1. Apollo Crews/Heath Slater/Rhyno b. Curt Hawkins/Anderson and Gallows (5:50) C-.

This was exactly the opener you would have wanted with the faces being incredibly popular and everyone going nuts for Slater and Rhyno. Crews is a fine face with the athleticism and Titus makes for a solid manager who knows how to fire up a crowd. You don’t come off as professional as he does and not have some kind of use, even if it’s just a spot as a manager. The best note of this was Anderson beating Slater up and shouting that he has kids too. Rhyno hit a spinebuster on Hawkins for the pin.

2. Goldust b. R-Truth (1:18)

This was another good choice to fire the crowd up but the ending was really sudden. Truth beat the heck out of Goldust for about a minute but charged into a boot and got rolled up for the pin with feet on the ropes. After it was over, Truth promised to get back at Goldust. Nothing to see here but Truth’s song fired up the crowd.

3. Akira Tozawa b. Brian Kendrick (8:26) B-.

This might have been the match of the night, which isn’t really saying much on a show like this. Tozawa got the crowd going again (notice a pattern here) with the shouting and there was a great near fall off a kick to Kendrick’s head. Tozawa won with the top rope backsplash after escaping the Captain’s Hook. No Titus here, despite Tozawa signing with Titus Worldwide. The problem here continues to be very simple though: no one cares about the cruiserweights and there’s no real way around it.

4. Finn Balor b. Elias Samson (8:39) C.

I’ve said this before and I’ll say it again: I have no idea why Finn Balor’s isn’t World Champion like, now. The guy is an absolute star and comes off exactly as such with the fans eating up everything he does. He has a good look, his matches are solid and his entrance is outstanding. Throw in the Demon King when the time is right and he’s pure money. This was longer than it needed to be with Samson in control for the most par. Balor made the comeback you would expect him to make and finished with the Coup de Grace.

5. Dean Ambrose/Seth Rollins b. Miztourage (14:45) B-.

I love lackeys. They can help extend both a feud and a character so much just by having people there to fight instead of doing the same match over and over again. That was the case here as Curtis Axel and Bo Dallas said Miz was too busy for a town like Lexington and they were representing him instead. Axel got in a great line: “I’m not saying Kentucky sucks. I’m saying LEXINGTON, Kentucky sucks.”

The place went coconuts for Rollins when he was the surprise (Kind of?) partner for Ambrose. I still think he could easily be the next Jeff Hardy and the reaction he received here only reinforce that theory. This was a longer match than you would expect and went about as you would have guessed. The Miztourage are fine heels and can go in the ring, making me all the sadder that Axel was wasted for so many years. Ambrose won with Dirty Deeds to Dallas in an energetic match.

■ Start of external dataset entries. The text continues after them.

#[cfg(test)]
mod tests {
    use super::*;
    use glam::Vec3;

    fn camera() -> Mat4 {
        let projection = Mat4::perspective_rh(1.0, 1.0, 0.1, 1000.0);
        let view = Mat4::look_at_rh(Vec3::new(0.0, 0.0, 10.0), Vec3::ZERO, Vec3::Y);
        projection * view
    }

    fn unit_box(at: Vec3) -> Option<BoundingBox> {
        Some(BoundingBox::new(at - Vec3::splat(0.5), at + Vec3::splat(0.5)))
    }

    fn immediate() -> StreamingConfig {
        StreamingConfig {
            reprioritize_debounce_ms: 0,
            ..Default::default()
        }
    }

    #[test]
    fn test_no_camera_means_full_size() {
        let manager = AttachPriorityManager::new(&immediate());
        let priority = manager.create_priority(unit_box(Vec3::ZERO), None);
        assert_eq!(priority.projected_size(), 1.0);
        assert!(manager.passes_cutoff(&priority));
    }

    #[test]
    fn test_direct_request_outranks_size() {
        let manager = AttachPriorityManager::new(&immediate());
        manager.set_camera(camera());
        let near = manager.create_priority(unit_box(Vec3::ZERO), None);
        let far = manager.create_priority(unit_box(Vec3::new(0.0, 0.0, -500.0)), None);
        assert_eq!(near.compare(&far), Ordering::Greater);

        manager.mark_directly_requested(&far);
        assert_eq!(AttachPriorityManager::compare(&far, &near), Ordering::Greater);
    }

    #[test]
    fn test_cutoff_follows_scale_and_memory() {
        let config = StreamingConfig {
            memory_limit: Some(100),
            ..immediate()
        };
        let manager = AttachPriorityManager::new(&config);
        assert_eq!(manager.get_calculated_cutoff(), CUTOFF_BASE);

        manager.add_memory_usage(400);
        assert_eq!(manager.get_calculated_cutoff(), CUTOFF_BASE * 4.0);
        manager.release_memory_usage(400);
        assert_eq!(manager.get_calculated_cutoff(), CUTOFF_BASE);

        let disabled = AttachPriorityManager::new(&immediate().with_cutoff_scale(0.0));
        disabled.set_camera(camera());
        let behind = disabled.create_priority(unit_box(Vec3::new(0.0, 0.0, 50.0)), None);
        assert_eq!(behind.projected_size(), 0.0);
        assert!(disabled.passes_cutoff(&behind));
    }

    #[test]
    fn test_tiny_box_below_cutoff_until_requested() {
        let manager = AttachPriorityManager::new(&immediate());
        manager.set_camera(camera());
        let tiny = manager.create_priority(
            Some(BoundingBox::new(Vec3::new(300.0, 0.0, 0.0), Vec3::new(300.001, 0.001, 0.001))),
            Some(RuntimeNodeId::from_raw(4)),
        );
        assert!(!manager.passes_cutoff(&tiny));

        assert_eq!(manager.mark_anchors_directly_requested(&[RuntimeNodeId::from_raw(4)]), 1);
        assert!(manager.passes_cutoff(&tiny));
    }

    #[test]
    fn test_reprioritize_updates_live_priorities() {
        let manager = AttachPriorityManager::new(&immediate());
        let calls = Arc::new(AtomicU64::new(0));
        let counter = calls.clone();
        manager.on_reprioritized(move || {
            counter.fetch_add(1, AtomicOrdering::SeqCst);
        });

        let priority = manager.create_priority(unit_box(Vec3::new(0.0, 0.0, -500.0)), None);
        assert_eq!(priority.projected_size(), 1.0);
        manager.set_camera(camera());
        assert!(priority.projected_size() < 1.0);
        assert_eq!(calls.load(AtomicOrdering::SeqCst), 1);

        manager.destroy_priority(&priority);
        assert_eq!(manager.live_priority_count(), 0);
    }

    #[test]
    fn test_memory_pressure_notifies_listeners() {
        let config = StreamingConfig {
            memory_limit: Some(100),
            ..immediate()
        };
        let manager = AttachPriorityManager::new(&config);
        let calls = Arc::new(AtomicU64::new(0));
        let counter = calls.clone();
        manager.on_reprioritized(move || {
            counter.fetch_add(1, AtomicOrdering::SeqCst);
        });

        manager.add_memory_usage(50);
        assert_eq!(calls.load(AtomicOrdering::SeqCst), 0);
        manager.add_memory_usage(350);
        assert_eq!(calls.load(AtomicOrdering::SeqCst), 1);
        manager.release_memory_usage(400);
        assert_eq!(calls.load(AtomicOrdering::SeqCst), 2);
    }

    #[tokio::test]
    async fn test_camera_changes_debounced() {
        let config = StreamingConfig {
            reprioritize_debounce_ms: 20,
            ..Default::default()
        };
        let manager = AttachPriorityManager::new(&config);
        let calls = Arc::new(AtomicU64::new(0));
        let counter = calls.clone();
        manager.on_reprioritized(move || {
            counter.fetch_add(1, AtomicOrdering::SeqCst);
        });

        for _ in 0..5 {
            manager.set_camera(camera());
        }
        assert_eq!(calls.load(AtomicOrdering::SeqCst), 0);
        tokio::time::sleep(Duration::from_millis(60)).await;
        assert_eq!(calls.load(AtomicOrdering::SeqCst), 1);
    }
}
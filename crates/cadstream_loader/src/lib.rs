//! # cadstream_loader - Assembly Streaming and Attachment
//!
//! Everything between structure bytes and a populated tree:
//! - XML and binary assembly structure parsers
//! - Attachment priorities from projected screen size, with a stream cutoff
//! - ScAttacher: bounded, prioritized engine attaches
//! - TreeLoader: cancellable loads of XML, SCS buffers and streamed models
//! - ModelStructure: the session facade over tree, engine and loader
//!
//! ## Example
//!
//! ```ignore
//! use cadstream_loader::prelude::*;
//!
//! let engine = MemoryEngine::new().shared();
//! let model = ModelStructure::new(engine, StreamingConfig::default())?;
//! let outcome = model.loader().load_by_xml_doc(xml, None).await?;
//! model.set_node_visibility(&outcome.roots, false).await?;
//! ```

pub mod assembly;
pub mod attacher;
pub mod loader;
pub mod model;
pub mod priority;
pub mod xml;

pub use assembly::{decode_assembly_data, encode_assembly_data, encode_segment, AssemblyDataHeader};
pub use attacher::{AttachInfo, AttachRequest, AttachTicket, ScAttacher, SegmentStream, StreamCutoffAttachQueue};
pub use loader::{
    DirectoryModelResolver, LoadOutcome, LoadPhase, ModelResolver, NamedModelResolver, PendingAttachment,
    TreeLoader,
};
pub use model::ModelStructure;
pub use priority::{AttachPriority, AttachPriorityManager};
pub use xml::parse_xml;

/// Prelude - commonly used types
pub mod prelude {
    pub use crate::attacher::{AttachRequest, ScAttacher};
    pub use crate::loader::{LoadOutcome, ModelResolver, TreeLoader};
    pub use crate::model::ModelStructure;
    pub use cadstream_core::prelude::*;
    pub use cadstream_tree::prelude::*;
}
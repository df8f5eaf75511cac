//! Engine key remapping
//!
//! Structure data records the keys a model had when it was authored. When
//! the same model is attached again the engine hands out fresh keys, so each
//! attach remembers original → effective mappings. Mapping is opt-in per key;
//! unmapped keys resolve to themselves.

use cadstream_core::error::{TreeError, TreeResult};
use cadstream_core::id::{InclusionKey, InstanceHandle, ModelKey};
use std::collections::HashMap;

/// Write-once map from original to effective engine keys
#[derive(Clone, Debug, Default)]
pub struct ScKeyRemapper {
    models: HashMap<ModelKey, ModelKey>,
    inclusions: HashMap<InclusionKey, InclusionKey>,
}

impl ScKeyRemapper {
    /// Create an empty remapper
    pub fn new() -> Self {
        Self::default()
    }

    /// Map a model key; remapping to the same target again is a no-op
    pub fn remap_model(&mut self, original: ModelKey, effective: ModelKey) -> TreeResult<()> {
        match self.models.get(&original) {
            Some(existing) if *existing != effective => Err(TreeError::RemapConflict {
                key: original.raw(),
                existing: existing.raw(),
                requested: effective.raw(),
            }),
            Some(_) => Ok(()),
            None => {
                self.models.insert(original, effective);
                Ok(())
            }
        }
    }

    /// Map an inclusion key; remapping to the same target again is a no-op
    pub fn remap_inclusion(&mut self, original: InclusionKey, effective: InclusionKey) -> TreeResult<()> {
        match self.inclusions.get(&original) {
            Some(existing) if *existing != effective => Err(TreeError::RemapConflict {
                key: original.raw(),
                existing: existing.raw(),
                requested: effective.raw(),
            }),
            Some(_) => Ok(()),
            None => {
                self.inclusions.insert(original, effective);
                Ok(())
            }
        }
    }

    /// Effective key of a model
    pub fn effective_model_key(&self, original: ModelKey) -> ModelKey {
        self.models.get(&original).copied().unwrap_or(original)
    }

    /// Effective key of an inclusion
    pub fn effective_inclusion_key(&self, original: InclusionKey) -> InclusionKey {
        self.inclusions.get(&original).copied().unwrap_or(original)
    }

    /// Effective address of an instance recorded against an original model key
    pub fn effective_instance(&self, original: InstanceHandle) -> InstanceHandle {
        InstanceHandle::new(self.effective_model_key(original.model), original.instance)
    }
}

Intermission. Two kids got to play the What Happens Next game and thankfully they didn’t go with the Vince dying clip. After the kids got it right, they received a program, a WWE Top Ten book, the Best of the 2000s DVD, a shirt, every autographed poster for sale, and probably something else that I’m forgetting. Not bad at all for a single night.

6. Mickie James/Dana Brooke b. Alexa Bliss/Nia Jax (6:55) D+.

And then the crowd died when they realized Bayley and Sasha Banks weren’t here. I’m a bigger Brooke fan than most but sweet goodness people did not care about these two against the top heels. The match wasn’t even very good either with the lone highlight (aside from Alexa of course) being Bliss not being able to whip Jax into the corner for a splash and just giving up. Mickie kicked Bliss in the face for the surprising pin.

7. Sheamus/Cesaro b. Hardy Boyz (12:32) C+.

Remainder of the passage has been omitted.